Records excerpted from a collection
%%

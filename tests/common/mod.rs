#![allow(dead_code)]

use std::path::PathBuf;

use chrono::{DateTime, Utc};
use rust_decimal::Decimal;
use sea_orm::{ActiveModelTrait, ConnectOptions, Database, DatabaseConnection, EntityTrait, Set};

use shop_admin::directory::{
    create_address, create_category, create_credit_card, create_product, create_user,
    set_default_addresses, NewAddress, NewCategory, NewCreditCard, NewProduct, NewUser,
};
use shop_admin::entities::{address, category, credit_card, order, product, setup_schema, user};
use shop_admin::lifecycle::{self, IncomingLine};

pub async fn setup_db() -> DatabaseConnection {
    let mut options = ConnectOptions::new("sqlite::memory:");
    options
        .max_connections(1)
        .min_connections(1)
        .sqlx_logging(false);
    let db = Database::connect(options)
        .await
        .expect("Failed to connect to sqlite");
    setup_schema(&db).await.expect("Failed to create schema");
    db
}

/// A database file shared by a pool of several connections, for tests that
/// need real contention between transactions.
pub struct FileDb {
    pub db: DatabaseConnection,
    path: PathBuf,
}

impl FileDb {
    pub async fn open(name: &str) -> Self {
        let path = std::env::temp_dir().join(format!(
            "shop-admin-{name}-{}-{}.db",
            std::process::id(),
            Utc::now().timestamp_nanos_opt().unwrap_or_default()
        ));
        let mut options = ConnectOptions::new(format!("sqlite://{}?mode=rwc", path.display()));
        options
            .max_connections(8)
            .min_connections(1)
            .sqlx_logging(false);
        let db = Database::connect(options)
            .await
            .expect("Failed to open sqlite file");
        setup_schema(&db).await.expect("Failed to create schema");
        Self { db, path }
    }

    pub async fn close(self) {
        self.db.close().await.expect("Failed to close pool");
        for suffix in ["", "-journal", "-wal", "-shm"] {
            let _ = std::fs::remove_file(format!("{}{suffix}", self.path.display()));
        }
    }
}

pub struct Customer {
    pub user: user::Model,
    pub address: address::Model,
    pub card: credit_card::Model,
}

/// A user with one address used for billing and shipping, and one credit card.
pub async fn customer(db: &DatabaseConnection, first: &str, last: &str, state: &str) -> Customer {
    let user = create_user(
        db,
        NewUser {
            first_name: first.to_string(),
            last_name: last.to_string(),
            email: format!("{}.{}@example.com", first.to_lowercase(), last.to_lowercase()),
        },
    )
    .await
    .expect("Failed to create user");

    let address = create_address(
        db,
        NewAddress {
            user_id: user.id,
            street_address: "1 Main Street".to_string(),
            city: "Springfield".to_string(),
            state: state.to_string(),
            zip_code: "12345".to_string(),
        },
    )
    .await
    .expect("Failed to create address");

    let user = set_default_addresses(db, user.id, Some(address.id), Some(address.id))
        .await
        .expect("Failed to set default addresses");

    let card = create_credit_card(
        db,
        NewCreditCard {
            user_id: user.id,
            card_number: "4111111111111111".to_string(),
            exp_month: 1,
            exp_year: 2030,
        },
    )
    .await
    .expect("Failed to create credit card");

    Customer {
        user,
        address,
        card,
    }
}

pub async fn category(db: &DatabaseConnection) -> category::Model {
    create_category(
        db,
        NewCategory {
            name: "Bakery".to_string(),
            description: "Bread and pastries".to_string(),
        },
    )
    .await
    .expect("Failed to create category")
}

pub async fn product(
    db: &DatabaseConnection,
    category_id: i32,
    name: &str,
    price: i64,
) -> product::Model {
    create_product(
        db,
        NewProduct {
            name: name.to_string(),
            description: format!("{name} description"),
            price: Decimal::from(price),
            category_id,
        },
    )
    .await
    .expect("Failed to create product")
}

/// Builds a cart from `lines`, places it and moves its checkout date to `at`.
pub async fn placed_order(
    db: &DatabaseConnection,
    user_id: i32,
    lines: &[(i32, i32)],
    at: DateTime<Utc>,
) -> order::Model {
    let items: Vec<IncomingLine> = lines
        .iter()
        .map(|(product_id, quantity)| IncomingLine::new(*product_id, *quantity))
        .collect();
    let cart = lifecycle::merge_cart(db, user_id, &items)
        .await
        .expect("Failed to fill cart");
    lifecycle::place_order(db, cart.id)
        .await
        .expect("Failed to place order");
    set_checkout_date(db, cart.id, Some(at)).await
}

pub async fn set_checkout_date(
    db: &DatabaseConnection,
    order_id: i32,
    at: Option<DateTime<Utc>>,
) -> order::Model {
    let order = find_order(db, order_id).await;
    let mut active: order::ActiveModel = order.into();
    active.checkout_date = Set(at);
    active.update(db).await.expect("Failed to update order")
}

pub async fn set_user_created_at(db: &DatabaseConnection, user_id: i32, at: DateTime<Utc>) {
    let user = user::Entity::find_by_id(user_id)
        .one(db)
        .await
        .expect("Failed to query user")
        .expect("User not found");
    let mut active: user::ActiveModel = user.into();
    active.created_at = Set(at);
    active.update(db).await.expect("Failed to update user");
}

pub async fn find_order(db: &DatabaseConnection, order_id: i32) -> order::Model {
    order::Entity::find_by_id(order_id)
        .one(db)
        .await
        .expect("Failed to query order")
        .expect("Order not found")
}
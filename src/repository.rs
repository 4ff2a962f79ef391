//! Typed read access to the store for order valuation and analytics.
//!
//! The aggregation code only sees [`ShopRepository`]; [`SeaOrmRepository`] is the
//! implementation backed by the relational store.

use std::collections::HashMap;

use async_trait::async_trait;
use sea_orm::entity::prelude::{DateTimeUtc, Decimal};
use sea_orm::{
    ColumnTrait, Condition, DatabaseConnection, DbErr, EntityTrait, FromQueryResult, JoinType,
    PaginatorTrait, QueryFilter, QueryOrder, QuerySelect, RelationTrait,
};

use crate::entities::{address, order, order_content, product, state, user};

/// One order line joined with the live product name and price.
#[derive(Debug, Clone, PartialEq, FromQueryResult)]
pub struct LineItemRow {
    pub id: i32,
    pub order_id: i32,
    pub product_id: i32,
    pub product_name: String,
    pub price: Decimal,
    pub quantity: i32,
}

impl LineItemRow {
    pub fn line_total(&self) -> Decimal {
        Decimal::from(self.quantity) * self.price
    }
}

#[async_trait]
pub trait ShopRepository: Send + Sync {
    async fn find_order(&self, order_id: i32) -> Result<Option<order::Model>, DbErr>;

    async fn find_user(&self, user_id: i32) -> Result<Option<user::Model>, DbErr>;

    async fn find_users(&self, user_ids: &[i32]) -> Result<Vec<user::Model>, DbErr>;

    /// All orders, or only those of one user, by ascending id.
    async fn orders(&self, user_id: Option<i32>) -> Result<Vec<order::Model>, DbErr>;

    /// Lines of the given orders by ascending line id.
    async fn line_items(&self, order_ids: &[i32]) -> Result<Vec<LineItemRow>, DbErr>;

    /// Placed orders whose checkout date is at or after `since` (all placed orders when `None`).
    async fn placed_orders_since(
        &self,
        since: Option<DateTimeUtc>,
    ) -> Result<Vec<order::Model>, DbErr>;

    /// Lines belonging to the orders [`ShopRepository::placed_orders_since`] returns.
    async fn placed_line_items_since(
        &self,
        since: Option<DateTimeUtc>,
    ) -> Result<Vec<LineItemRow>, DbErr>;

    async fn count_placed_orders_since(&self, since: Option<DateTimeUtc>) -> Result<u64, DbErr>;

    async fn count_users_since(&self, since: Option<DateTimeUtc>) -> Result<u64, DbErr>;

    async fn count_products_since(&self, since: Option<DateTimeUtc>) -> Result<u64, DbErr>;

    /// State name of every user's default billing address, one entry per user.
    async fn billing_states(&self) -> Result<Vec<String>, DbErr>;
}

#[derive(Clone, Debug)]
pub struct SeaOrmRepository {
    db: DatabaseConnection,
}

impl SeaOrmRepository {
    pub fn new(db: DatabaseConnection) -> Self {
        Self { db }
    }
}

fn line_item_query() -> sea_orm::Select<order_content::Entity> {
    order_content::Entity::find()
        .select_only()
        .column(order_content::Column::Id)
        .column(order_content::Column::OrderId)
        .column(order_content::Column::ProductId)
        .column(order_content::Column::Quantity)
        .column_as(product::Column::Name, "product_name")
        .column_as(product::Column::Price, "price")
        .join(JoinType::InnerJoin, order_content::Relation::Product.def())
        .order_by_asc(order_content::Column::Id)
}

fn placed_since(since: Option<DateTimeUtc>) -> Condition {
    let condition = Condition::all().add(order::Column::CheckoutDate.is_not_null());
    match since {
        Some(since) => condition.add(order::Column::CheckoutDate.gte(since)),
        None => condition,
    }
}

#[async_trait]
impl ShopRepository for SeaOrmRepository {
    async fn find_order(&self, order_id: i32) -> Result<Option<order::Model>, DbErr> {
        order::Entity::find_by_id(order_id).one(&self.db).await
    }

    async fn find_user(&self, user_id: i32) -> Result<Option<user::Model>, DbErr> {
        user::Entity::find_by_id(user_id).one(&self.db).await
    }

    async fn find_users(&self, user_ids: &[i32]) -> Result<Vec<user::Model>, DbErr> {
        if user_ids.is_empty() {
            return Ok(vec![]);
        }
        user::Entity::find()
            .filter(user::Column::Id.is_in(user_ids.iter().copied()))
            .order_by_asc(user::Column::Id)
            .all(&self.db)
            .await
    }

    async fn orders(&self, user_id: Option<i32>) -> Result<Vec<order::Model>, DbErr> {
        let mut finder = order::Entity::find();
        if let Some(user_id) = user_id {
            finder = finder.filter(order::Column::UserId.eq(user_id));
        }
        finder.order_by_asc(order::Column::Id).all(&self.db).await
    }

    async fn line_items(&self, order_ids: &[i32]) -> Result<Vec<LineItemRow>, DbErr> {
        if order_ids.is_empty() {
            return Ok(vec![]);
        }
        line_item_query()
            .filter(order_content::Column::OrderId.is_in(order_ids.iter().copied()))
            .into_model::<LineItemRow>()
            .all(&self.db)
            .await
    }

    async fn placed_orders_since(
        &self,
        since: Option<DateTimeUtc>,
    ) -> Result<Vec<order::Model>, DbErr> {
        order::Entity::find()
            .filter(placed_since(since))
            .order_by_asc(order::Column::Id)
            .all(&self.db)
            .await
    }

    async fn placed_line_items_since(
        &self,
        since: Option<DateTimeUtc>,
    ) -> Result<Vec<LineItemRow>, DbErr> {
        line_item_query()
            .join(JoinType::InnerJoin, order_content::Relation::Order.def())
            .filter(placed_since(since))
            .into_model::<LineItemRow>()
            .all(&self.db)
            .await
    }

    async fn count_placed_orders_since(&self, since: Option<DateTimeUtc>) -> Result<u64, DbErr> {
        order::Entity::find()
            .filter(placed_since(since))
            .count(&self.db)
            .await
    }

    async fn count_users_since(&self, since: Option<DateTimeUtc>) -> Result<u64, DbErr> {
        let mut finder = user::Entity::find();
        if let Some(since) = since {
            finder = finder.filter(user::Column::CreatedAt.gte(since));
        }
        finder.count(&self.db).await
    }

    async fn count_products_since(&self, since: Option<DateTimeUtc>) -> Result<u64, DbErr> {
        let mut finder = product::Entity::find();
        if let Some(since) = since {
            finder = finder.filter(product::Column::CreatedAt.gte(since));
        }
        finder.count(&self.db).await
    }

    async fn billing_states(&self) -> Result<Vec<String>, DbErr> {
        let billing_ids: Vec<i32> = user::Entity::find()
            .filter(user::Column::BillingId.is_not_null())
            .all(&self.db)
            .await?
            .into_iter()
            .filter_map(|user| user.billing_id)
            .collect();
        if billing_ids.is_empty() {
            return Ok(vec![]);
        }

        let state_by_address: HashMap<i32, String> = address::Entity::find()
            .filter(address::Column::Id.is_in(billing_ids.iter().copied()))
            .find_also_related(state::Entity)
            .all(&self.db)
            .await?
            .into_iter()
            .filter_map(|(address, state)| state.map(|state| (address.id, state.name)))
            .collect();

        Ok(billing_ids
            .iter()
            .filter_map(|id| state_by_address.get(id).cloned())
            .collect())
    }
}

%%

TRY IT: Copy out, in full, each line above that has the word "open" in it.

SOLUTION FOR THIS PROBLEM:
    pub async fn open(name: &str) -> Self {
            .expect("Failed to open sqlite file");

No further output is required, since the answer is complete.